*** Data in this exercise ***
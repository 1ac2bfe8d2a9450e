//! Requesting-side pending-request driver.
//!
//! The inbox binds `ack`/`async`/`response`/`error`/`stream_start` frames
//! (and `pong`, for connectivity probes) to the waiter registered under
//! their `request_id`, after checking the waiter's origin expectations.
//! Claim notices and async notices resolve the waiter without removing it,
//! because the caller keeps waiting in a different timeout band; replies
//! and failures remove it.

use std::sync::Arc;

use tokio::sync::mpsc;

use crate::context::MessageContext;
use crate::dispatch::KindMatcher;
use crate::facade::Facade;
use crate::http::IncomingBody;
use crate::hub::{Hub, OriginValidator, PENDING_IS_CONNECT, PENDING_REQUESTS};
use crate::proto::{Frame, MIN_SUPPORTED_VERSION, kind};
use crate::stream::StreamBody;

/// What the send loop learns about its request, in arrival order.
#[derive(Debug)]
pub(crate) enum InboxEvent {
    /// A server claimed the request.
    Ack,
    /// The handler reported asynchronous work.
    Async,
    /// The reply arrives as a stream. The consumer side is already wired
    /// (it must exist before the first chunk lands); only auto-resolve
    /// materialization is left to the waiter.
    StreamStart {
        frame: Box<Frame>,
        start: StreamBody,
        body: IncomingBody,
    },
    /// The reply.
    Response(Box<Frame>),
    /// A failure reply.
    ErrorFrame(Box<Frame>),
    /// Probe answer, for waiters that double as connectivity checks.
    Pong,
    /// The peer speaks an unsupported protocol version.
    ProtocolError(String),
}

/// A waiter for one in-flight request.
pub(crate) struct PendingRequest {
    pub(crate) events: mpsc::UnboundedSender<InboxEvent>,
    /// Origin the reply is expected from; `None` means indifferent.
    pub(crate) origin: Option<String>,
    pub(crate) validator: Option<OriginValidator>,
}

/// A waiter for a connectivity probe (either flavor).
pub(crate) struct PendingProbe {
    pub(crate) resolve: tokio::sync::oneshot::Sender<bool>,
    pub(crate) timer: crate::hub::TimerId,
    pub(crate) target_origin: String,
    pub(crate) validator: Option<OriginValidator>,
    pub(crate) on_peer_id: Option<Box<dyn FnOnce(String) + Send>>,
}

/// Install the requesting-side handler set on `hub`.
pub(crate) fn register_inbox_handlers(hub: &Hub, facade: &Facade) {
    let reply_kinds: KindMatcher = KindMatcher::Predicate(Arc::new(|frame_kind| {
        matches!(
            frame_kind,
            kind::ACK | kind::ASYNC | kind::RESPONSE | kind::ERROR | kind::STREAM_START
        )
    }));

    let on_version_error: crate::dispatch::VersionErrorHook = {
        let hub = hub.clone();
        Arc::new(move |frame: &Frame, _context: &MessageContext, version: u64| {
            let Some(waiter) =
                hub.pending()
                    .remove::<PendingRequest>(PENDING_REQUESTS, &frame.request_id)
            else {
                return;
            };
            let message = format!(
                "peer protocol version {version} is below the supported minimum \
                 {MIN_SUPPORTED_VERSION}"
            );
            let _ = waiter.events.send(InboxEvent::ProtocolError(message));
        })
    };

    {
        let hub = hub.clone();
        let facade = facade.clone();
        let options = hub.create_handler_options(Some(on_version_error));
        hub.clone().register_handler(
            reply_kinds,
            Arc::new(move |frame, context| {
                handle_client_response(&hub, &facade, frame, context);
                Ok(())
            }),
            options,
        );
    }
    {
        let hub = hub.clone();
        let options = hub.create_handler_options(None);
        hub.clone().register_handler(
            kind::PONG,
            Arc::new(move |frame, context| {
                handle_pong(&hub, frame, context);
                Ok(())
            }),
            options,
        );
    }
}

/// Register a waiter for `request_id`.
pub(crate) fn register_pending_request(
    hub: &Hub,
    request_id: &str,
    origin: Option<String>,
    validator: Option<OriginValidator>,
) -> mpsc::UnboundedReceiver<InboxEvent> {
    let (tx, rx) = mpsc::unbounded_channel();
    hub.pending().insert(
        PENDING_REQUESTS,
        request_id,
        PendingRequest {
            events: tx,
            origin,
            validator,
        },
    );
    rx
}

/// Drop the waiter for `request_id`, if it still exists.
pub(crate) fn remove_pending_request(hub: &Hub, request_id: &str) {
    let _ = hub
        .pending()
        .remove::<PendingRequest>(PENDING_REQUESTS, request_id);
}

fn handle_client_response(hub: &Hub, facade: &Facade, frame: &Frame, context: &MessageContext) {
    // A probe waiter on this id turns a bare ack into proof of life.
    if frame.kind == kind::ACK && hub.pending().contains(PENDING_IS_CONNECT, &frame.request_id) {
        resolve_probe(hub, PENDING_IS_CONNECT, frame, context);
        return;
    }

    let allowed = hub.pending().with(
        PENDING_REQUESTS,
        &frame.request_id,
        |waiter: &mut PendingRequest| {
            hub.is_origin_allowed_by(
                context.origin(),
                frame,
                context,
                waiter.origin.as_deref(),
                waiter.validator.as_ref(),
            )
        },
    );
    let Some(allowed) = allowed else {
        if !hub.is_open() {
            hub.warn_once(&format!("late:{}", frame.request_id), || {
                tracing::warn!(request_id = %frame.request_id, kind = %frame.kind,
                    "reply arrived after the endpoint closed; dropping");
            });
        }
        return;
    };
    if !allowed {
        // Wrong origin: not our reply. The waiter keeps waiting and times
        // out if nothing legitimate arrives.
        tracing::debug!(request_id = %frame.request_id, origin = %context.origin(),
            "reply origin rejected");
        return;
    }

    context.mark_accepted_by(hub.instance_id());

    let event = match frame.kind.as_str() {
        kind::ACK => InboxEvent::Ack,
        kind::ASYNC => InboxEvent::Async,
        kind::STREAM_START => {
            // The consumer side must exist before the next delivery turn;
            // a back-to-back chunk would otherwise fall on the floor.
            match facade.attach_incoming_stream(frame, context) {
                Ok((start, body)) => InboxEvent::StreamStart {
                    frame: Box::new(frame.clone()),
                    start,
                    body,
                },
                Err(error) => {
                    tracing::error!(%error, request_id = %frame.request_id,
                        "could not wire incoming reply stream");
                    return;
                }
            }
        }
        kind::RESPONSE => InboxEvent::Response(Box::new(frame.clone())),
        kind::ERROR => InboxEvent::ErrorFrame(Box::new(frame.clone())),
        _ => return,
    };

    // Replies and failures finish the exchange; everything else keeps the
    // waiter alive for its next timeout band.
    if matches!(frame.kind.as_str(), kind::RESPONSE | kind::ERROR) {
        if let Some(waiter) = hub
            .pending()
            .remove::<PendingRequest>(PENDING_REQUESTS, &frame.request_id)
        {
            let _ = waiter.events.send(event);
        }
    } else {
        hub.pending().with(
            PENDING_REQUESTS,
            &frame.request_id,
            |waiter: &mut PendingRequest| {
                let _ = waiter.events.send(event);
            },
        );
    }
}

fn handle_pong(hub: &Hub, frame: &Frame, context: &MessageContext) {
    if hub.pending().contains(PENDING_IS_CONNECT, &frame.request_id) {
        resolve_probe(hub, PENDING_IS_CONNECT, frame, context);
        return;
    }
    // A pong can also answer a plain waiter; it finishes the exchange.
    let allowed = hub.pending().with(
        PENDING_REQUESTS,
        &frame.request_id,
        |waiter: &mut PendingRequest| {
            hub.is_origin_allowed_by(
                context.origin(),
                frame,
                context,
                waiter.origin.as_deref(),
                waiter.validator.as_ref(),
            )
        },
    );
    if allowed == Some(true) {
        context.mark_accepted_by(hub.instance_id());
        if let Some(waiter) = hub
            .pending()
            .remove::<PendingRequest>(PENDING_REQUESTS, &frame.request_id)
        {
            let _ = waiter.events.send(InboxEvent::Pong);
        }
    }
}

/// Resolve a probe waiter, strictly checking the origin it was aimed at.
/// A mismatched frame is still marked accepted (the fabric claimed it) but
/// does not count as proof of connectivity.
pub(crate) fn resolve_probe(hub: &Hub, bucket: &str, frame: &Frame, context: &MessageContext) {
    let allowed = hub
        .pending()
        .with(bucket, &frame.request_id, |probe: &mut PendingProbe| {
            // Both gates must hold: the probe was aimed at one origin, and
            // any configured validator still gets its say.
            let origin_ok = probe.target_origin == "*"
                || probe.target_origin == context.origin();
            origin_ok
                && probe
                    .validator
                    .as_ref()
                    .is_none_or(|validator| validator(context.origin(), frame, context))
        });
    match allowed {
        None => {}
        Some(false) => {
            context.mark_accepted_by(hub.instance_id());
            tracing::debug!(request_id = %frame.request_id, origin = %context.origin(),
                "probe answer from unexpected origin ignored");
        }
        Some(true) => {
            context.mark_accepted_by(hub.instance_id());
            if let Some(probe) = hub
                .pending()
                .remove::<PendingProbe>(bucket, &frame.request_id)
            {
                hub.pending().clear_timeout(probe.timer);
                if let (Some(on_peer_id), Some(creator_id)) =
                    (probe.on_peer_id, frame.creator_id.clone())
                {
                    on_peer_id(creator_id);
                }
                let _ = probe.resolve.send(true);
            }
        }
    }
}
***
* Work required: Whenever a line above contains "keeps", copy that line.

* Answer to the problem:
//! because the caller keeps waiting in a different timeout band; replies
        // Wrong origin: not our reply. The waiter keeps waiting and times
    // Replies and failures finish the exchange; everything else keeps the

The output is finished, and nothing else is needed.